Ayse mendekat ke sofa tempat Khaled duduk. Ia mengatakan hal serupa bahwa Brigita tidak bercerita apa pun padanya. Ide mencarikan jodoh melalui kolega mereka yang mungkin memiliki seorang pemuda lajang atau duda, tercetus dari mulut Ayse. Khaled menatap dalam-dalam mata Ayse yang menatapnya yakin. Ia termenung.
"Tidak. Aku tidak mau dia terluka dengan perjodohan. Biarkan dia menemukan cintanya," tolaknya berterus terang setelah jeda cukup lama.

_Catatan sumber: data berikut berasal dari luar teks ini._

use clap::Parser;
use color_eyre::eyre::{bail, WrapErr};
use color_eyre::Result;
use log::LevelFilter;
use simple_logger::SimpleLogger;
use std::path::PathBuf;

use bar_packer::commands::{Command, Outcome, Session};
use bar_packer::engine::compute_packing_list;
use bar_packer::export::{export_json, export_tsv};
use bar_packer::model::{PackingList, RecipeCatalog};
use bar_packer::parser::{load_event_json, parse_event_file, parse_recipe_file};

#[derive(Parser, Debug)]
#[command(name = "bar-packer")]
#[command(about = "Bar Packer - build the packing list for a cocktail event")]
#[command(version)]
struct Args {
    /// Path to the event (JSON, or a booking sheet CSV with --event-sheet)
    #[arg(required = true)]
    event: PathBuf,

    /// Read the event from the first row of a booking sheet CSV
    #[arg(long)]
    event_sheet: bool,

    /// Recipe sheet CSV (defaults to the bundled menu)
    #[arg(long, value_name = "FILE")]
    recipes: Option<PathBuf>,

    /// Assistant commands to apply first, one JSON object per line
    #[arg(long, value_name = "FILE")]
    commands: Option<PathBuf>,

    /// Export to TSV (optional output path)
    #[arg(long, value_name = "FILE")]
    tsv: Option<PathBuf>,

    /// Export to JSON (optional output path)
    #[arg(long, value_name = "FILE")]
    json: Option<PathBuf>,

    /// Increase log verbosity (-v info, -vv debug)
    #[arg(short, long, action = clap::ArgAction::Count)]
    verbose: u8,
}

fn main() -> Result<()> {
    color_eyre::install()?;
    let args = Args::parse();

    let level = match args.verbose {
        0 => LevelFilter::Warn,
        1 => LevelFilter::Info,
        _ => LevelFilter::Debug,
    };
    SimpleLogger::new().with_level(level).init()?;

    let event = if args.event_sheet {
        match parse_event_file(&args.event)?.into_iter().next() {
            Some(event) => event,
            None => bail!("booking sheet '{}' has no events", args.event.display()),
        }
    } else {
        load_event_json(&args.event)?
    };

    let catalog = match &args.recipes {
        Some(path) => parse_recipe_file(path)?.or_bundled(),
        None => RecipeCatalog::bundled(),
    };

    let mut session = Session::new(event, catalog);
    let mut list = None;

    if let Some(path) = &args.commands {
        let script = std::fs::read_to_string(path)
            .wrap_err_with(|| format!("failed to read commands '{}'", path.display()))?;
        for (line_no, line) in script.lines().enumerate() {
            if line.trim().is_empty() {
                continue;
            }
            let command = Command::from_json(line)
                .wrap_err_with(|| format!("command on line {}", line_no + 1))?;
            if let Outcome::PackingList(generated) = session.apply(command)? {
                list = Some(generated);
            }
        }
    }

    let list =
        list.unwrap_or_else(|| compute_packing_list(Some(&session.event), &session.catalog));
    print_list(&list);

    if let Some(tsv_path) = &args.tsv {
        export_tsv(&list, &session.event, tsv_path)?;
        println!("Exported to TSV: {}", tsv_path.display());
    }

    if let Some(json_path) = &args.json {
        export_json(&list, json_path)?;
        println!("Exported to JSON: {}", json_path.display());
    }

    Ok(())
}

fn print_list(list: &PackingList) {
    println!("Packing list for {}", list.event_id);
    println!(
        "Total drinks: {} ({} per cocktail)",
        list.summary.total_drinks, list.summary.drinks_per_cocktail
    );

    for (category, items) in &list.categories {
        if items.is_empty() {
            continue;
        }
        println!();
        println!("{}", category.as_str().to_uppercase());
        for item in items {
            println!(
                "  {:<24} {:>4} x {:<10} {}",
                item.name, item.containers_needed, item.unit, item.breakdown
            );
        }
    }
}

"Maksudku kita hanya mengenalkan mereka, bukan menjodohkan. Kalau mereka tertarik untuk mengenal lebih dalam satu sama lain, mereka bisa lanjut."

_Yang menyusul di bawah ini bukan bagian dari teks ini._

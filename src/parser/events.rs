use crate::error::ParseError;
use crate::model::{
    BarRental, Bartender, Event, EventStatus, EventType, GlassItem, GlassRental,
};
use chrono::Utc;
use log::info;
use std::fs::File;
use std::io::Read;
use std::path::Path;

const DEFAULT_START: &str = "18:00";
const DEFAULT_END: &str = "23:00";
const DEFAULT_BAR_SIZE: &str = "6ft Mobile";
const DEFAULT_BAR_COLOR: &str = "Standard";
const DEFAULT_GLASS_TYPE: &str = "Standard Mix";

/// Loads a single event from a JSON document.
pub fn load_event_json<P: AsRef<Path>>(path: P) -> Result<Event, ParseError> {
    let content = std::fs::read_to_string(&path).map_err(|source| ParseError::FileRead {
        path: path.as_ref().to_path_buf(),
        source,
    })?;
    Ok(serde_json::from_str(&content)?)
}

pub fn parse_event_file<P: AsRef<Path>>(path: P) -> Result<Vec<Event>, ParseError> {
    let file = File::open(&path).map_err(|source| ParseError::FileRead {
        path: path.as_ref().to_path_buf(),
        source,
    })?;
    parse_event_sheet(file)
}

/// Parses the booking sheet (one event per row after a header row).
///
/// Columns: client name, phone, email, date, time range, location,
/// headcount, cocktails (comma separated), type, paid, bartender,
/// bartender email, bar rental, bar size, bar color, glass rental,
/// glass types (comma separated).
pub fn parse_event_sheet<R: Read>(reader: R) -> Result<Vec<Event>, ParseError> {
    let mut csv_reader = csv::ReaderBuilder::new()
        .has_headers(true)
        .flexible(true)
        .from_reader(reader);

    let mut events = Vec::new();
    for (index, record) in csv_reader.records().enumerate() {
        let record = record?;
        let row: Vec<&str> = record.iter().map(str::trim).collect();
        events.push(event_from_row(index, &row));
    }

    info!("[EVENTS] Loaded {} events from sheet", events.len());
    Ok(events)
}

fn event_from_row(index: usize, row: &[&str]) -> Event {
    let cell = |idx: usize| row.get(idx).copied().unwrap_or("");
    let or_default = |idx: usize, fallback: &str| match cell(idx) {
        "" => fallback.to_string(),
        value => value.to_string(),
    };

    let date = match cell(3) {
        "" => Utc::now().format("%Y-%m-%d").to_string(),
        date => date.to_string(),
    };
    // A cell that already carries a time keeps it; the end falls back to the default
    let (event_date, end_time) = if let Some((day, _)) = date.split_once('T') {
        (date.clone(), format!("{day}T{DEFAULT_END}"))
    } else {
        let mut times = cell(4).split('-').map(str::trim);
        let start = times.next().filter(|t| !t.is_empty()).unwrap_or(DEFAULT_START);
        let end = times.next().filter(|t| !t.is_empty()).unwrap_or(DEFAULT_END);
        (format!("{date}T{}", with_minutes(start)), format!("{date}T{}", with_minutes(end)))
    };

    let bar_cell = cell(12).to_lowercase();
    let bar_required = bar_cell.contains("yes") || bar_cell.chars().count() > 3;
    let glass_required = cell(15).to_lowercase().contains("yes");

    let glass_items = if cell(16).is_empty() {
        if glass_required {
            vec![GlassItem {
                kind: DEFAULT_GLASS_TYPE.to_string(),
                quantity: 0,
            }]
        } else {
            Vec::new()
        }
    } else {
        split_list(cell(16))
            .into_iter()
            .map(|kind| GlassItem { kind, quantity: 0 })
            .collect()
    };

    let rental_detail = |idx: usize, fallback: &str| {
        let value = or_default(idx, if bar_required { fallback } else { "" });
        (!value.is_empty()).then_some(value)
    };

    Event {
        id: format!("evt-sheet-{index}"),
        event_type: if cell(8).to_lowercase().contains("workshop") {
            EventType::Workshop
        } else {
            EventType::BarService
        },
        headcount: leading_int(cell(6)),
        cocktail_selections: split_list(cell(7)),
        client_supplies_alcohol: false,
        bar_rental: BarRental {
            required: bar_required,
            size: rental_detail(13, DEFAULT_BAR_SIZE),
            color: rental_detail(14, DEFAULT_BAR_COLOR),
        },
        glass_rental: GlassRental {
            required: glass_required,
            items: glass_items,
        },
        client_name: or_default(0, "Unknown Client"),
        client_phone: cell(1).to_string(),
        is_paid: cell(9).to_lowercase().contains("yes"),
        event_date,
        end_time,
        location: or_default(5, "TBD"),
        status: EventStatus::Booked,
        bartender: Bartender {
            name: or_default(10, "TBD"),
            email: cell(11).to_string(),
        },
    }
}

fn split_list(cell: &str) -> Vec<String> {
    cell.split(',')
        .map(str::trim)
        .filter(|s| !s.is_empty())
        .map(str::to_string)
        .collect()
}

fn with_minutes(time: &str) -> String {
    if time.contains(':') {
        time.to_string()
    } else {
        format!("{time}:00")
    }
}

/// Leading digits of a cell as a headcount; anything unreadable is 0.
fn leading_int(cell: &str) -> u32 {
    let digits: String = cell.chars().take_while(char::is_ascii_digit).collect();
    digits.parse().unwrap_or(0)
}

#[cfg(test)]
mod tests {
    use super::*;
    use pretty_assertions::assert_eq;

    const HEADER: &str = "Client,Phone,Email,Date,Time,Location,Headcount,Cocktails,Type,Paid,\
Bartender,Bartender Email,Bar Rental,Bar Size,Bar Color,Glass Rental,Glass Types\n";

    #[test]
    fn maps_booking_row_to_event() {
        let sheet = format!(
            "{HEADER}Sarah,514-555-0123,s@x.com,2024-05-01,19 - 23:30,Old Port,25,\"The Butterfly, Mojito\",Bar Service,Yes,Alex,alex@x.com,yes,,Gold,yes,\"Lowball, Coupe\"\n"
        );
        let events = parse_event_sheet(sheet.as_bytes()).unwrap();
        assert_eq!(events.len(), 1);

        let event = &events[0];
        assert_eq!(event.id, "evt-sheet-0");
        assert_eq!(event.event_type, EventType::BarService);
        assert_eq!(event.headcount, 25);
        assert_eq!(event.cocktail_selections, vec!["The Butterfly", "Mojito"]);
        assert_eq!(event.event_date, "2024-05-01T19:00");
        assert_eq!(event.end_time, "2024-05-01T23:30");
        assert!(event.is_paid);
        assert_eq!(event.status, EventStatus::Booked);
        assert!(event.bar_rental.required);
        assert_eq!(event.bar_rental.size.as_deref(), Some(DEFAULT_BAR_SIZE));
        assert_eq!(event.bar_rental.color.as_deref(), Some("Gold"));
        assert!(event.glass_rental.required);
        let kinds: Vec<&str> = event.glass_rental.items.iter().map(|g| g.kind.as_str()).collect();
        assert_eq!(kinds, vec!["Lowball", "Coupe"]);
    }

    #[test]
    fn date_cell_with_time_is_kept() {
        let sheet = format!("{HEADER}Lee,,,2024-07-04T20:15,21 - 22,,10,,Bar Service\n");
        let event = &parse_event_sheet(sheet.as_bytes()).unwrap()[0];
        assert_eq!(event.event_date, "2024-07-04T20:15");
        assert_eq!(event.end_time, "2024-07-04T23:00");
    }

    #[test]
    fn sparse_row_uses_defaults() {
        let sheet = format!("{HEADER}Jo,,,2024-06-02,,,abc,,Cocktail Workshop\n");
        let event = &parse_event_sheet(sheet.as_bytes()).unwrap()[0];
        assert_eq!(event.event_type, EventType::Workshop);
        assert_eq!(event.headcount, 0);
        assert!(event.cocktail_selections.is_empty());
        assert_eq!(event.location, "TBD");
        assert_eq!(event.bartender.name, "TBD");
        assert_eq!(event.event_date, "2024-06-02T18:00");
        assert!(!event.bar_rental.required);
        assert_eq!(event.bar_rental.size, None);
        assert!(!event.glass_rental.required);
        assert!(event.glass_rental.items.is_empty());
    }

    #[test]
    fn glass_rental_without_types_gets_standard_mix() {
        let sheet = format!("{HEADER}Jo,,,2024-06-02,,,10,,,,,,no,,,Yes\n");
        let event = &parse_event_sheet(sheet.as_bytes()).unwrap()[0];
        assert!(!event.bar_rental.required);
        assert_eq!(event.glass_rental.items[0].kind, DEFAULT_GLASS_TYPE);
    }
}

Khaled meolak keras dengan gelengan pelan. "Sama saja, Ayse."
"Tapi, umur Brigita sudah 32 tahun, Sayang."
"Dengar, aku akan menyetujui calon pendamping hidup Brigita dan Alif selama jelas asal-usulnya dan seiman. Aku tidak masalah meski mereka berasal dari keluarga sederhana. Selama mereka bisa saling membahagiakan, bertanggung jawab, dan terutama laki-laki itu harus bisa melindungi Brigita."
Ayse menarik napas panjang tidak bisa membantah ucapan suaminya. "Lalu, apa rencanamu?"
"Biarkan dia menikmati hidupnya. Aku bukan tidak peduli dengannya yang sudah dewasa, tapi biarkan dia menikmati kenyamanannya."
Ayse menghela napas pasrah. Wanita tua itu benar-benar dibuat bungkam oleh suaminya. Khaled beranjak menuju kasur untuk istirahat. Kepulangan Brigita dari Birmingham dan tidak kembali ke sana, membuat Khaled bisa tidur jauh lebih tenang.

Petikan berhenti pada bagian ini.